**The problem:**
Return every record exactly as it appears. Leave nothing out.

══ Data supplied

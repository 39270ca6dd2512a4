use std::collections::HashMap;

use glam::Vec3;
use gltf::json::validation::{self, Validate};
use gltf::json::Path;
use gltf::Gltf;
use log::{info, warn};

use crate::error::FormatError;
use crate::format::FormatVersion;
use crate::loader::{report_resource, LoadedScene, ModelLoader, DRACO_EXTENSION};
use crate::math::Aabb;
use crate::progress::LoadStatus;
use crate::scene_graph::Scene;

/// glTF 2 loader backed by the `gltf` crate.
pub struct CurrentLoader {
    ceiling: u8,
    compressed_geometry: bool,
    draco_required: bool,
}

impl CurrentLoader {
    pub fn new(ceiling: u8, compressed_geometry: bool, draco_required: bool) -> Self {
        Self {
            ceiling,
            compressed_geometry,
            draco_required,
        }
    }

    fn parse(&self, bytes: &[u8]) -> Result<Gltf, FormatError> {
        if self.draco_required && !self.compressed_geometry {
            return Err(FormatError::UnsupportedExtension(DRACO_EXTENSION.to_string()));
        }

        let gltf = Gltf::from_slice_without_validation(bytes)?;

        // Compressed primitives have no buffer views of their own and the
        // gltf crate cannot decode the extension. Bounds only need accessor
        // min/max, which compressed primitives still carry.
        if self.draco_required {
            return Ok(gltf);
        }

        let root = gltf.as_json();
        let mut errors = Vec::new();
        root.validate(root, Path::new, &mut |path, error| errors.push((path(), error)));

        let (tolerated, errors): (Vec<_>, Vec<_>) = errors
            .into_iter()
            .partition(|(path, error)| is_missing_position_bound(path, *error));
        for (path, _) in &tolerated {
            warn!("{} is missing, reading positions instead", path.as_str());
        }

        if errors.is_empty() {
            Ok(gltf)
        } else {
            Err(gltf::Error::Validation(errors).into())
        }
    }
}

/// Exporters often leave out POSITION min/max although glTF 2 requires them.
/// The bounds can still be computed from the positions themselves.
fn is_missing_position_bound(path: &Path, error: validation::Error) -> bool {
    let path = path.as_str();
    error == validation::Error::Missing
        && (path.ends_with(r#"["POSITION"].min"#) || path.ends_with(r#"["POSITION"].max"#))
}

fn accessor_bound(value: Option<gltf::json::Value>) -> Option<Vec3> {
    let components: Vec<f32> = serde_json::from_value(value?).ok()?;
    match components.as_slice() {
        [x, y, z, ..] => Some(Vec3::new(*x, *y, *z)),
        _ => None,
    }
}

fn primitive_bounds(gltf: &Gltf, primitive: &gltf::Primitive) -> Option<Aabb> {
    let positions = primitive.get(&gltf::Semantic::Positions)?;

    if let (Some(min), Some(max)) = (
        accessor_bound(positions.min()),
        accessor_bound(positions.max()),
    ) {
        return Some(Aabb::new(min, max));
    }

    let reader = primitive.reader(|buffer| match buffer.source() {
        gltf::buffer::Source::Bin => gltf.blob.as_deref(),
        gltf::buffer::Source::Uri(_) => None,
    });

    reader
        .read_positions()
        .map(|positions| Aabb::from_points(positions.map(Vec3::from)))
        .filter(|bounds| !bounds.is_empty())
}

impl ModelLoader for CurrentLoader {
    fn version(&self) -> FormatVersion {
        FormatVersion::Current
    }

    fn load(&self, bytes: &[u8], status: &mut dyn LoadStatus) -> Result<LoadedScene, FormatError> {
        let gltf = self.parse(bytes)?;

        let gltf_scene = gltf
            .default_scene()
            .or_else(|| gltf.scenes().next())
            .ok_or(FormatError::MissingScene)?;

        let mesh_count = gltf.meshes().len();
        let mut mesh_bounds = HashMap::with_capacity(mesh_count);

        for (loaded, mesh) in gltf.meshes().enumerate() {
            let mut bounds = Aabb::empty();

            for primitive in mesh.primitives() {
                match primitive_bounds(&gltf, &primitive) {
                    Some(primitive_bounds) => bounds = bounds.union(&primitive_bounds),
                    None => warn!(
                        "Skipping primitive {} of mesh {}: no readable positions",
                        primitive.index(),
                        mesh.name().unwrap_or("unnamed")
                    ),
                }
            }

            mesh_bounds.insert(mesh.index(), bounds);
            report_resource(status, loaded + 1, mesh_count, self.ceiling);
        }

        if mesh_count == 0 {
            report_resource(status, 0, 0, self.ceiling);
        }

        let mut scene = Scene::new();
        scene.spawn_gltf_scene(&gltf_scene, &mesh_bounds);

        info!(
            "Loaded glTF 2 scene with {} nodes and {} meshes",
            scene.len(),
            mesh_count
        );

        Ok(LoadedScene {
            scene,
            version: FormatVersion::Current,
            mesh_count,
        })
    }
}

════

**Solution to the problem:**
repository 39270ca6dd2512a4
use std::collections::HashMap;

use glam::Vec3;
use gltf::json::validation::{self, Validate};
use gltf::json::Path;
use gltf::Gltf;
use log::{info, warn};

use crate::error::FormatError;
use crate::format::FormatVersion;
use crate::loader::{report_resource, LoadedScene, ModelLoader, DRACO_EXTENSION};
use crate::math::Aabb;
use crate::progress::LoadStatus;
use crate::scene_graph::Scene;

/// glTF 2 loader backed by the `gltf` crate.
pub struct CurrentLoader {
    ceiling: u8,
    compressed_geometry: bool,
    draco_required: bool,
}

impl CurrentLoader {
    pub fn new(ceiling: u8, compressed_geometry: bool, draco_required: bool) -> Self {
        Self {
            ceiling,
            compressed_geometry,
            draco_required,
        }
    }

    fn parse(&self, bytes: &[u8]) -> Result<Gltf, FormatError> {
        if self.draco_required && !self.compressed_geometry {
            return Err(FormatError::UnsupportedExtension(DRACO_EXTENSION.to_string()));
        }

        let gltf = Gltf::from_slice_without_validation(bytes)?;

        // Compressed primitives have no buffer views of their own and the
        // gltf crate cannot decode the extension. Bounds only need accessor
        // min/max, which compressed primitives still carry.
        if self.draco_required {
            return Ok(gltf);
        }

        let root = gltf.as_json();
        let mut errors = Vec::new();
        root.validate(root, Path::new, &mut |path, error| errors.push((path(), error)));

        let (tolerated, errors): (Vec<_>, Vec<_>) = errors
            .into_iter()
            .partition(|(path, error)| is_missing_position_bound(path, *error));
        for (path, _) in &tolerated {
            warn!("{} is missing, reading positions instead", path.as_str());
        }

        if errors.is_empty() {
            Ok(gltf)
        } else {
            Err(gltf::Error::Validation(errors).into())
        }
    }
}

/// Exporters often leave out POSITION min/max although glTF 2 requires them.
/// The bounds can still be computed from the positions themselves.
fn is_missing_position_bound(path: &Path, error: validation::Error) -> bool {
    let path = path.as_str();
    error == validation::Error::Missing
        && (path.ends_with(r#"["POSITION"].min"#) || path.ends_with(r#"["POSITION"].max"#))
}

fn accessor_bound(value: Option<gltf::json::Value>) -> Option<Vec3> {
    let components: Vec<f32> = serde_json::from_value(value?).ok()?;
    match components.as_slice() {
        [x, y, z, ..] => Some(Vec3::new(*x, *y, *z)),
        _ => None,
    }
}

fn primitive_bounds(gltf: &Gltf, primitive: &gltf::Primitive) -> Option<Aabb> {
    let positions = primitive.get(&gltf::Semantic::Positions)?;

    if let (Some(min), Some(max)) = (
        accessor_bound(positions.min()),
        accessor_bound(positions.max()),
    ) {
        return Some(Aabb::new(min, max));
    }

    let reader = primitive.reader(|buffer| match buffer.source() {
        gltf::buffer::Source::Bin => gltf.blob.as_deref(),
        gltf::buffer::Source::Uri(_) => None,
    });

    reader
        .read_positions()
        .map(|positions| Aabb::from_points(positions.map(Vec3::from)))
        .filter(|bounds| !bounds.is_empty())
}

impl ModelLoader for CurrentLoader {
    fn version(&self) -> FormatVersion {
        FormatVersion::Current
    }

    fn load(&self, bytes: &[u8], status: &mut dyn LoadStatus) -> Result<LoadedScene, FormatError> {
        let gltf = self.parse(bytes)?;

        let gltf_scene = gltf
            .default_scene()
            .or_else(|| gltf.scenes().next())
            .ok_or(FormatError::MissingScene)?;

        let mesh_count = gltf.meshes().len();
        let mut mesh_bounds = HashMap::with_capacity(mesh_count);

        for (loaded, mesh) in gltf.meshes().enumerate() {
            let mut bounds = Aabb::empty();

            for primitive in mesh.primitives() {
                match primitive_bounds(&gltf, &primitive) {
                    Some(primitive_bounds) => bounds = bounds.union(&primitive_bounds),
                    None => warn!(
                        "Skipping primitive {} of mesh {}: no readable positions",
                        primitive.index(),
                        mesh.name().unwrap_or("unnamed")
                    ),
                }
            }

            mesh_bounds.insert(mesh.index(), bounds);
            report_resource(status, loaded + 1, mesh_count, self.ceiling);
        }

        if mesh_count == 0 {
            report_resource(status, 0, 0, self.ceiling);
        }

        let mut scene = Scene::new();
        scene.spawn_gltf_scene(&gltf_scene, &mesh_bounds);

        info!(
            "Loaded glTF 2 scene with {} nodes and {} meshes",
            scene.len(),
            mesh_count
        );

        Ok(LoadedScene {
            scene,
            version: FormatVersion::Current,
            mesh_count,
        })
    }
}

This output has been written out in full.